Saved data entries:

Segment Open

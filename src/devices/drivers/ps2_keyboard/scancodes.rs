//! Scan-code set 1 to code-point translation.
//!
//! Each row is indexed by the make code; each column by the modifier combination in
//! effect. A code point carries the scan code in its high byte and the ASCII/control
//! value in its low byte. An entry of zero produces nothing.

use super::modifiers::ModifierState;

/// Modifier combination selecting a column of [`SCAN_ASCII`].
#[derive(Debug, Clone, Copy, PartialEq, Eq)]
#[repr(usize)]
pub enum Column {
    Plain = 0,
    Shift = 1,
    Ctrl = 2,
    Alt = 3,
    NumLock = 4,
    CapsLock = 5,
    CapsLockShift = 6,
    NumLockShift = 7,
}

/// First scan code of the navigation / numeric-pad block.
pub const KEYPAD_FIRST: u8 = 0x47;

/// Prefix bytes of the extended (E0) and pause (E1) sequences.
pub const EXTENDED_PREFIXES: [u8; 2] = [0xE0, 0xE1];

pub const RELEASE_BIT: u8 = 0x80;

pub const ROWS: usize = 89;

#[rustfmt::skip]
pub static SCAN_ASCII: [[u16; 8]; ROWS] = [
    //                          plain   shift   ctrl    alt     num     caps    shcaps  shnum
    /* 00                  */ [0x0000, 0x0000, 0x0000, 0x0000, 0x0000, 0x0000, 0x0000, 0x0000],
    /* 01 Esc              */ [0x011B, 0x011B, 0x011B, 0x011B, 0x011B, 0x011B, 0x011B, 0x011B],
    /* 02 1 !              */ [0x0231, 0x0221, 0x0000, 0x7800, 0x0231, 0x0231, 0x0231, 0x0321],
    /* 03 2 @              */ [0x0332, 0x0340, 0x0300, 0x7900, 0x0332, 0x0332, 0x0332, 0x0332],
    /* 04 3 #              */ [0x0433, 0x0423, 0x0000, 0x7A00, 0x0433, 0x0433, 0x0423, 0x0423],
    /* 05 4 $              */ [0x0534, 0x0524, 0x0000, 0x7B00, 0x0534, 0x0534, 0x0524, 0x0524],
    /* 06 5 %              */ [0x0635, 0x0625, 0x0000, 0x7C00, 0x0635, 0x0635, 0x0625, 0x0625],
    /* 07 6 ^              */ [0x0736, 0x075E, 0x071E, 0x7D00, 0x0736, 0x0736, 0x075E, 0x075E],
    /* 08 7 &              */ [0x0837, 0x0826, 0x0000, 0x7E00, 0x0837, 0x0837, 0x0826, 0x0826],
    /* 09 8 *              */ [0x0938, 0x092A, 0x0000, 0x7F00, 0x0938, 0x0938, 0x092A, 0x092A],
    /* 0A 9 (              */ [0x0A39, 0x0A28, 0x0000, 0x8000, 0x0A39, 0x0A39, 0x0A28, 0x0A28],
    /* 0B 0 )              */ [0x0B30, 0x0B29, 0x0000, 0x8100, 0x0B30, 0x0B30, 0x0B29, 0x0B29],
    /* 0C - _              */ [0x0C2D, 0x0C5F, 0x0000, 0x8200, 0x0C2D, 0x0C2D, 0x0C5F, 0x0C5F],
    /* 0D = +              */ [0x0D3D, 0x0D2B, 0x0000, 0x8300, 0x0D3D, 0x0D3D, 0x0D2B, 0x0D2B],
    /* 0E Backspace        */ [0x0E08, 0x0E08, 0x0E7F, 0x0000, 0x0E08, 0x0E08, 0x0E08, 0x0E08],
    /* 0F Tab              */ [0x0F09, 0x0F00, 0x0000, 0x0000, 0x0F09, 0x0F09, 0x0F00, 0x0F00],
    /* 10 Q                */ [0x1071, 0x1051, 0x1011, 0x1000, 0x1071, 0x1051, 0x1051, 0x1071],
    /* 11 W                */ [0x1177, 0x1057, 0x1017, 0x1100, 0x1077, 0x1057, 0x1057, 0x1077],
    /* 12 E                */ [0x1265, 0x1245, 0x1205, 0x1200, 0x1265, 0x1245, 0x1245, 0x1265],
    /* 13 R                */ [0x1372, 0x1352, 0x1312, 0x1300, 0x1272, 0x1252, 0x1252, 0x1272],
    /* 14 T                */ [0x1474, 0x1454, 0x1414, 0x1400, 0x1474, 0x1454, 0x1454, 0x1474],
    /* 15 Y                */ [0x1579, 0x1559, 0x1519, 0x1500, 0x1579, 0x1559, 0x1579, 0x1559],
    /* 16 U                */ [0x1675, 0x1655, 0x1615, 0x1600, 0x1675, 0x1655, 0x1675, 0x1655],
    /* 17 I                */ [0x1769, 0x1749, 0x1709, 0x1700, 0x1769, 0x1749, 0x1769, 0x1749],
    /* 18 O                */ [0x186F, 0x184F, 0x180F, 0x1800, 0x186F, 0x184F, 0x186F, 0x184F],
    /* 19 P                */ [0x1970, 0x1950, 0x1910, 0x1900, 0x1970, 0x1950, 0x1970, 0x1950],
    /* 1A [ {              */ [0x1A5B, 0x1A7B, 0x1A1B, 0x0000, 0x1A5B, 0x1A5B, 0x1A7B, 0x1A7B],
    /* 1B ] }              */ [0x1B5D, 0x1B7D, 0x1B1D, 0x0000, 0x1B5D, 0x1B5D, 0x1B7D, 0x1B7D],
    /* 1C Enter            */ [0x1C0D, 0x1C0D, 0x1C0A, 0x0000, 0x1C0D, 0x1C0D, 0x1C0A, 0x1C0A],
    /* 1D Ctrl             */ [0x1D00, 0x1D00, 0x1D00, 0x1D00, 0x1D00, 0x1D00, 0x1D00, 0x1D00],
    /* 1E A                */ [0x1E61, 0x1E41, 0x1E01, 0x1E00, 0x1E61, 0x1E41, 0x1E61, 0x1E41],
    /* 1F S                */ [0x1F73, 0x1F53, 0x1F13, 0x1F00, 0x1F73, 0x1F53, 0x1F73, 0x1F53],
    /* 20 D                */ [0x2064, 0x2044, 0x2004, 0x2000, 0x2064, 0x2044, 0x2064, 0x2044],
    /* 21 F                */ [0x2166, 0x2146, 0x2106, 0x2100, 0x2166, 0x2146, 0x2166, 0x2146],
    /* 22 G                */ [0x2267, 0x2247, 0x2207, 0x2200, 0x2267, 0x2247, 0x2267, 0x2247],
    /* 23 H                */ [0x2368, 0x2348, 0x2308, 0x2300, 0x2368, 0x2348, 0x2368, 0x2348],
    /* 24 J                */ [0x246A, 0x244A, 0x240A, 0x2400, 0x246A, 0x244A, 0x246A, 0x244A],
    /* 25 K                */ [0x256B, 0x254B, 0x250B, 0x2500, 0x256B, 0x254B, 0x256B, 0x254B],
    /* 26 L                */ [0x266C, 0x264C, 0x260C, 0x2600, 0x266C, 0x264C, 0x266C, 0x264C],
    /* 27 ; :              */ [0x273B, 0x273A, 0x0000, 0x0000, 0x273B, 0x273B, 0x273A, 0x273A],
    /* 28 ' "              */ [0x2827, 0x2822, 0x0000, 0x0000, 0x2827, 0x2827, 0x2822, 0x2822],
    /* 29 ` ~              */ [0x2960, 0x297E, 0x0000, 0x0000, 0x2960, 0x2960, 0x297E, 0x297E],
    /* 2A Left shift       */ [0x2A00, 0x2A00, 0x2A00, 0x2A00, 0x2A00, 0x2A00, 0x2A00, 0x2A00],
    /* 2B \ |              */ [0x2B5C, 0x2B7C, 0x2B1C, 0x0000, 0x2B5C, 0x2B5C, 0x2B7C, 0x2B7C],
    /* 2C Z                */ [0x2C7A, 0x2C5A, 0x2C1A, 0x2C00, 0x2C7A, 0x2C5A, 0x2C7A, 0x2C5A],
    /* 2D X                */ [0x2D78, 0x2D58, 0x2D18, 0x2D00, 0x2D78, 0x2D58, 0x2D78, 0x2D58],
    /* 2E C                */ [0x2E63, 0x2E43, 0x2E03, 0x2E00, 0x2E63, 0x2E43, 0x2E63, 0x2E43],
    /* 2F V                */ [0x2F76, 0x2F56, 0x2F16, 0x2F00, 0x2F76, 0x2F56, 0x2F76, 0x2F56],
    /* 30 B                */ [0x3062, 0x3042, 0x3002, 0x3000, 0x3062, 0x3042, 0x3062, 0x3042],
    /* 31 N                */ [0x316E, 0x314E, 0x310E, 0x3100, 0x316E, 0x314E, 0x316E, 0x314E],
    /* 32 M                */ [0x326D, 0x324D, 0x320D, 0x3200, 0x326D, 0x324D, 0x326D, 0x324D],
    /* 33 , <              */ [0x332C, 0x333C, 0x0000, 0x0000, 0x332C, 0x332C, 0x333C, 0x333C],
    /* 34 . >              */ [0x342E, 0x343E, 0x0000, 0x0000, 0x342E, 0x342E, 0x343E, 0x343E],
    /* 35 / ?              */ [0x352F, 0x353F, 0x0000, 0x0000, 0x352F, 0x352F, 0x353F, 0x353F],
    /* 36 Right shift      */ [0x3600, 0x3600, 0x3600, 0x3600, 0x3600, 0x3600, 0x3600, 0x3600],
    /* 37 Keypad * / PrtSc */ [0x372A, 0x0000, 0x3710, 0x0000, 0x372A, 0x372A, 0x0000, 0x0000],
    /* 38 Alt              */ [0x3800, 0x3800, 0x3800, 0x3800, 0x3800, 0x3800, 0x3800, 0x3800],
    /* 39 Space            */ [0x3920, 0x3920, 0x3920, 0x0000, 0x3920, 0x3920, 0x3920, 0x3920],
    /* 3A CapsLock         */ [0x3A00, 0x3A00, 0x3A00, 0x3A00, 0x3A00, 0x3A00, 0x3A00, 0x3A00],
    /* 3B F1               */ [0x3B00, 0x5400, 0x5E00, 0x6800, 0x3B00, 0x3B00, 0x5400, 0x5400],
    /* 3C F2               */ [0x3C00, 0x5500, 0x5F00, 0x6900, 0x3C00, 0x3C00, 0x5500, 0x5500],
    /* 3D F3               */ [0x3D00, 0x5600, 0x6000, 0x6A00, 0x3D00, 0x3D00, 0x5600, 0x5600],
    /* 3E F4               */ [0x3E00, 0x5700, 0x6100, 0x6B00, 0x3E00, 0x3E00, 0x5700, 0x5700],
    /* 3F F5               */ [0x3F00, 0x5800, 0x6200, 0x6C00, 0x3F00, 0x3F00, 0x5800, 0x5800],
    /* 40 F6               */ [0x4000, 0x5900, 0x6300, 0x6D00, 0x4000, 0x4000, 0x5900, 0x5900],
    /* 41 F7               */ [0x4100, 0x5A00, 0x6400, 0x6E00, 0x4100, 0x4100, 0x5A00, 0x5A00],
    /* 42 F8               */ [0x4200, 0x5B00, 0x6500, 0x6F00, 0x4200, 0x4200, 0x5B00, 0x5B00],
    /* 43 F9               */ [0x4300, 0x5C00, 0x6600, 0x7000, 0x4300, 0x4300, 0x5C00, 0x5C00],
    /* 44 F10              */ [0x4400, 0x5D00, 0x6700, 0x7100, 0x4400, 0x4400, 0x5D00, 0x5D00],
    /* 45 NumLock          */ [0x4500, 0x4500, 0x4500, 0x4500, 0x4500, 0x4500, 0x4500, 0x4500],
    /* 46 ScrollLock       */ [0x4600, 0x4600, 0x4600, 0x4600, 0x4600, 0x4600, 0x4600, 0x4600],
    /* 47 Home / 7         */ [0x4700, 0x4737, 0x7700, 0x0000, 0x4737, 0x4700, 0x4737, 0x4700],
    /* 48 Up / 8           */ [0x4800, 0x4838, 0x0000, 0x0000, 0x4838, 0x4800, 0x4838, 0x4800],
    /* 49 PgUp / 9         */ [0x4900, 0x4939, 0x8400, 0x0000, 0x4939, 0x4900, 0x4939, 0x4900],
    /* 4A Keypad -         */ [0x4A2D, 0x4A2D, 0x0000, 0x0000, 0x4A2D, 0x4A2D, 0x4A2D, 0x4A2D],
    /* 4B Left / 4         */ [0x4B00, 0x4B34, 0x7300, 0x0000, 0x4B34, 0x4B00, 0x4B34, 0x4B00],
    /* 4C Center / 5       */ [0x4C00, 0x4C35, 0x0000, 0x0000, 0x4C35, 0x4C00, 0x4C35, 0x4C00],
    /* 4D Right / 6        */ [0x4D00, 0x4D36, 0x7400, 0x0000, 0x4D36, 0x4D00, 0x4D36, 0x4D00],
    /* 4E Keypad +         */ [0x4E2B, 0x4E2B, 0x0000, 0x0000, 0x4E2B, 0x4E2B, 0x4E2B, 0x4E2B],
    /* 4F End / 1          */ [0x4F00, 0x4F31, 0x7500, 0x0000, 0x4F31, 0x4F00, 0x4F31, 0x4F00],
    /* 50 Down / 2         */ [0x5000, 0x5032, 0x0000, 0x0000, 0x5032, 0x5000, 0x5032, 0x5000],
    /* 51 PgDn / 3         */ [0x5100, 0x5133, 0x7600, 0x0000, 0x5133, 0x5100, 0x5133, 0x5100],
    /* 52 Ins / 0          */ [0x5200, 0x5230, 0x0000, 0x0000, 0x5230, 0x5200, 0x5230, 0x5200],
    /* 53 Del / .          */ [0x5300, 0x532E, 0x0000, 0x0000, 0x532E, 0x5300, 0x532E, 0x5300],
    /* 54                  */ [0x0000, 0x0000, 0x0000, 0x0000, 0x0000, 0x0000, 0x0000, 0x0000],
    /* 55                  */ [0x0000, 0x0000, 0x0000, 0x0000, 0x0000, 0x0000, 0x0000, 0x0000],
    /* 56                  */ [0x0000, 0x0000, 0x0000, 0x0000, 0x0000, 0x0000, 0x0000, 0x0000],
    /* 57 F11              */ [0x5700, 0x0000, 0x0000, 0x0000, 0x5700, 0x5700, 0x0000, 0x0000],
    /* 58 F12              */ [0x5800, 0x0000, 0x0000, 0x0000, 0x5800, 0x5800, 0x0000, 0x0000],
];

/// Translates one scan code under `state`.
///
/// Release codes come back as `scan << 8` (never zero, low byte zero). Everything else
/// is a table lookup, and a zero result means the key produces no character.
pub fn translate(scan: u8, state: &ModifierState) -> u16 {
    if EXTENDED_PREFIXES.contains(&scan) {
        return 0;
    }
    if scan & RELEASE_BIT != 0 {
        return u16::from(scan) << 8;
    }
    let Some(row) = SCAN_ASCII.get(usize::from(scan)) else {
        return 0;
    };
    row[column_for(scan, state) as usize]
}

/// Picks the table column for a make code.
///
/// Alt beats Ctrl beats the lock keys beats Shift. NumLock only applies to the keypad
/// block and CapsLock only outside it; a keypad key with NumLock off ignores CapsLock.
pub fn column_for(scan: u8, state: &ModifierState) -> Column {
    let shift = state.shift();

    if state.alt {
        return Column::Alt;
    }
    if state.ctrl {
        return Column::Ctrl;
    }
    if scan >= KEYPAD_FIRST {
        if state.num_lock {
            return if shift { Column::NumLockShift } else { Column::NumLock };
        }
    } else if state.caps_lock {
        return if shift { Column::CapsLockShift } else { Column::CapsLock };
    }
    if shift {
        Column::Shift
    } else {
        Column::Plain
    }
}

/// True when the raw `scan` byte is a break code.
///
/// Decided on the byte the controller sent, never on the translated code: some make
/// codes (Alt+9, Ctrl+PgUp) translate to the same shape as a release.
pub fn is_release(scan: u8) -> bool {
    scan & RELEASE_BIT != 0 && !EXTENDED_PREFIXES.contains(&scan)
}
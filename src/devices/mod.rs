//! Device Subsystem
//!
//! Hardware device drivers:
//! - `drivers`: PS/2 keyboard driver

pub mod drivers;
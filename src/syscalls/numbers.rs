//! System call numbers
#[derive(Debug, Clone, Copy, PartialEq, Eq)]
#[repr(usize)]
pub enum SyscallNumber {
    /// Blocks for the next key code.
    GetChar = 0,
    /// Timer ticks since interrupts were enabled.
    Ticks = 1,

    Unknown = usize::MAX,
}

impl From<usize> for SyscallNumber {
    fn from(num: usize) -> Self {
        match num {
            0 => Self::GetChar,
            1 => Self::Ticks,
            _ => Self::Unknown,
        }
    }
}
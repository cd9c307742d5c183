//! System calls
//!
//! User code enters through `int 0x80` with the call number in `rax`; the platform's entry
//! stub builds a [`SyscallContext`] and hands it to [`dispatch_syscall`] together with the
//! kernel, which provides the services below.

pub mod dispatcher;
pub mod handlers;
pub mod numbers;

pub use dispatcher::{dispatch_syscall, encode_result, SyscallContext, SyscallError, SyscallResult};
pub use numbers::SyscallNumber;

/// Kernel services reachable from system calls.
pub trait SyscallHost {
    /// Blocks until a key code is available.
    fn get_char(&self) -> u16;
    fn ticks(&self) -> u64;
}
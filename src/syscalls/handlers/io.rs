//! # I/O System Call Handlers
//!
//! - `sys_getchar`: block until the keyboard produces a code, return it in the low 16 bits

use crate::syscalls::dispatcher::SyscallResult;
use crate::syscalls::SyscallHost;

pub fn sys_getchar<H: SyscallHost + ?Sized>(host: &H) -> SyscallResult {
    let code = host.get_char();
    log::debug!("getchar: {:#06x}", code);
    Ok(usize::from(code))
}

Segment Closed

» **Task details**
What you give back must be the stretch above, starting at the line with "repository cd9c307742d5c183" and ending at the line with "pub mod numbers;", copied exactly.

» **Result of the task**
repository cd9c307742d5c183
//! System calls
//!
//! User code enters through `int 0x80` with the call number in `rax`; the platform's entry
//! stub builds a [`SyscallContext`] and hands it to [`dispatch_syscall`] together with the
//! kernel, which provides the services below.

pub mod dispatcher;
pub mod handlers;
pub mod numbers;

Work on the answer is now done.